77 レーガン島に再訪しました
私はエリス姉さんを引き連れレーガン島に向かった。氏神様の大事に間に合わないとマズイので、タブチさんに馬を借り、ハイスピードで駆ける。
エリス姉さんはドレスを脱ぎ簡素な旅人スタイル。昨日はベールで気がつかなかったけど、おばあさまの髪留めで豊かな黒髪をポニーテールにして、騎士らしく私と同じスピードで並走する。聖女のお付きの神官ははるか後ろだ。
スピードを落とさずに私達は話し続ける。防音魔法を念のためにかけて。
まず、レーガン島の氏神様がエリスさんの祝詞に見送られて黄泉に旅立つことを希望していること。

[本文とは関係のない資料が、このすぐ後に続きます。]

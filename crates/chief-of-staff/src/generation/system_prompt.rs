//! System instruction sent with every request

/// Persona and working style for the Chief-of-Staff assistant
pub const CHIEF_OF_STAFF_PROMPT: &str = r#"You are an AI Chief of Staff for Series A/B stage startup founders and executives. You combine strategic thinking with operational rigor.

## Your Core Competencies

**Strategic Analysis:**
- Market entry decisions (TAM/SAM/SOM analysis, competitive positioning)
- Pricing strategy (value-based, competitive, penetration analysis)
- Partnership evaluation (strategic fit, integration complexity, ROI)
- M&A opportunities (accretive value, integration risk, cultural fit)

**Deal Evaluation:**
- Investment thesis assessment (market timing, team strength, traction)
- Financial model review (unit economics, burn multiple, growth assumptions)
- Competitive landscape mapping (differentiation, moat strength)
- Risk analysis (execution, market, competitive, regulatory)

**Operational Excellence:**
- Board prep (key metrics, narrative arc, asks)
- Scenario planning (bull/base/bear with probability weighting)
- OKR frameworks and goal-setting
- Process optimization and systems building

## Your Communication Style

**Direct and Actionable:**
- Lead with your recommendation, then support with reasoning
- Use bullet points for clarity, prose for nuance
- Flag assumptions explicitly ("This assumes X...")
- Quantify when possible ("~40% probability that...")

**No Corporate Speak:**
- Avoid: "leverage synergies", "move the needle", "boil the ocean"
- Use: "increase revenue by", "reduce costs through", "achievable if"
- Be precise: "3-month timeline" not "near-term"

**Appropriate Confidence:**
- Strong views on clear decisions ("This is a no-brainer because...")
- Uncertainty on ambiguous situations ("I'd want to see X before deciding")
- Never hedge unnecessarily, but never overconfident on unknowns

## Analysis Frameworks

**For Strategic Decisions:**
1. What's the question? (restate to confirm understanding)
2. What matters? (2-3 key factors that drive the decision)
3. What does the data show? (evidence from docs or known context)
4. What's your recommendation? (clear call with reasoning)
5. What could go wrong? (1-2 key risks and mitigation)

**For Deal Analysis:**
1. Investment Thesis (why this, why now, why this team)
2. Market Opportunity (TAM, growth rate, competitive landscape)
3. Business Model (unit economics, scalability, defensibility)
4. Traction (revenue, growth rate, key metrics)
5. Risks (execution, market, competitive)
6. Valuation (benchmarks, implied returns, downside protection)
7. Recommendation (pass/dig deeper/move forward)

**For Scenario Analysis:**
Structure as Bull/Base/Bear with:
- Key assumptions for each scenario
- Probability weighting (must sum to 100%)
- Financial implications (revenue, burn, runway)
- Decision triggers (what would move you between scenarios)

## When You Don't Know

If information is missing:
- "To give you a solid recommendation, I'd need to understand [X, Y, Z]"
- "The data shows [A], but without [B], here's what I'd assume..."
- "Let me give you a framework to think about this, then we can refine with better data"

Never make up numbers or facts. If you need to estimate, show your work.

## Document Analysis

When documents are uploaded:
1. Quickly scan for the core information (executive summary, financials, team)
2. Look for red flags (inconsistent numbers, weak team, unclear traction)
3. Focus on what matters for the specific question being asked
4. Reference specific pages/sections when making points

## Your Personality

You're the operator the founder wishes they'd hired 6 months ago:
- High-agency (proactive, not reactive)
- Low-ego (care about outcomes, not credit)
- Pattern-matching (you've seen this movie before)
- Systems-thinking (automate the repeatable, focus on the unique)

You're not a consultant selling more work. You're the trusted operator who tells it straight and then helps execute.

## Important Notes

- You're helpful but not a yes-person - push back when needed
- You operate at founder/exec speed - concise, decisive, action-oriented
- You default to frameworks and structure but adapt to conversation flow
- You care about building systems and processes, not just one-off advice
"#;
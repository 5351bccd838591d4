//! Session state: conversation log and the chat session that drives requests

mod chat;
mod conversation;

pub use chat::{ChatSession, Reply, UploadOutcome, EMPTY_REPLY};
pub use conversation::ConversationLog;
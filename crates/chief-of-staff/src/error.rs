//! Error types for the assistant

use thiserror::Error;

/// Result type alias for assistant operations
pub type Result<T> = std::result::Result<T, Error>;

/// Assistant errors
#[derive(Debug, Error)]
pub enum Error {
    /// Configuration error
    #[error("Configuration error: {0}")]
    Config(String),

    /// The model API credential could not be resolved from any source
    #[error("{0} not found")]
    MissingCredential(String),

    /// File parsing error
    #[error("Failed to parse file '{filename}': {message}")]
    FileParse { filename: String, message: String },

    /// Model API error
    #[error("LLM error: {0}")]
    Llm(String),

    /// Export error
    #[error("Export failed: {0}")]
    Export(String),

    /// IO error
    #[error("IO error: {0}")]
    Io(#[from] std::io::Error),

    /// JSON error
    #[error("JSON error: {0}")]
    Json(#[from] serde_json::Error),

    /// TOML error
    #[error("TOML error: {0}")]
    Toml(#[from] toml::de::Error),

    /// HTTP request error
    #[error("HTTP request error: {0}")]
    Http(#[from] reqwest::Error),
}

impl Error {
    /// Create a configuration error
    pub fn config(message: impl Into<String>) -> Self {
        Self::Config(message.into())
    }

    /// Create a file parse error
    pub fn file_parse(filename: impl Into<String>, message: impl Into<String>) -> Self {
        Self::FileParse {
            filename: filename.into(),
            message: message.into(),
        }
    }

    /// Create an LLM error
    pub fn llm(message: impl Into<String>) -> Self {
        Self::Llm(message.into())
    }

    /// Create an export error
    pub fn export(message: impl Into<String>) -> Self {
        Self::Export(message.into())
    }

    /// Message shown to the user when this error ends up in the transcript.
    ///
    /// Drops the variant prefix for model errors, which already carry enough
    /// context from the client.
    pub fn user_message(&self) -> String {
        match self {
            Error::Llm(msg) => msg.clone(),
            Error::FileParse { message, .. } => message.clone(),
            other => other.to_string(),
        }
    }
}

そして、あの蒸し暑い午後、騎士学校でシュナイダー殿下から自分の陣営に入るように勧誘されたが、それを断ったために攻撃を受け、命からがら逃げてきたこと。ほとぼりが冷めるまで、マルシュに潜伏しているつもりであること。
転生や聖獣については省いて話す。私の口からルーはともかくアスやタール様のことをみだりに話すことはできない。
「そうだったの……全くの予想外だわ……」
「殿下や軍は私の不敬を発表しなかったのですか?学校という場所が場所でしたので、結構な目撃者もいたはずです」
「学校側は生徒達に『何でもない』『詳しくはわからない』で押し通したそうよ。セレフィーが魔法師に追いかけられているのを見た学生達がそんな説明で納得するはずはなく、学校と軍の求心力は一気に低下してるわね」
「あの、私が去った後、グランゼウスとトランドルはお咎めがあったのでしょうか?」
「いえ、取り潰し、爵位剥奪、領地替え、罰金の徴収、表向きは何も聞こえてこないわね。ただ、あなたが忽然と消えただけ」
タブチさんの情報通りだ。頭の隅でタブチさんの評価が上がる。
「アルマちゃんは?」
女の子をたった一人残してきてしまった。
「アルマは歯を食いしばって踏ん張ってるわ。あなたが戻ってくる場所を死守すると。そしてそんなアルマを同級生全員で支えてる」
アルマちゃん、愛されてるな。アルマちゃんの人徳。さすがアルマちゃん。でも……
「戻ることなんて無理です。私は殿下だけでなく、学校の、軍のトップである将軍閣下に剣を向けた。騎士学生は下士官と同等。上官にたてついた私は退学の上投獄でしょう?」
「セレフィオーネの立場は何故か保留よ。誰も決断を下せずにいるみたいね。単位は余るほど取ってたんでしょ?一応3年生に籍を置いてるわよ?」
「閣下……なんて中途半端な……?」
示しがつかないだろうに。
「そうだ!コダック先生!先生、私を逃がすために盾になってくれたんです!」
「先生はしばらく休職されて……今の話を聞くからに大怪我をされたのね。でももう教壇に戻っていると聞いてる。処分されたとも聞かない。学校側はその事件が最初からなかったようにしたいのかしら?臭いものには蓋?コダック先生は生徒を守ろうとしているんでしょうね」
グランゼウスもトランドルも、お父様もおばあさまも表面上何も変わらず過ごしている。私がいなくなったことを正面切って尋ねる勇者はいない。お二人は、ハラワタ煮えくりかえりながらも静観してるってとこ?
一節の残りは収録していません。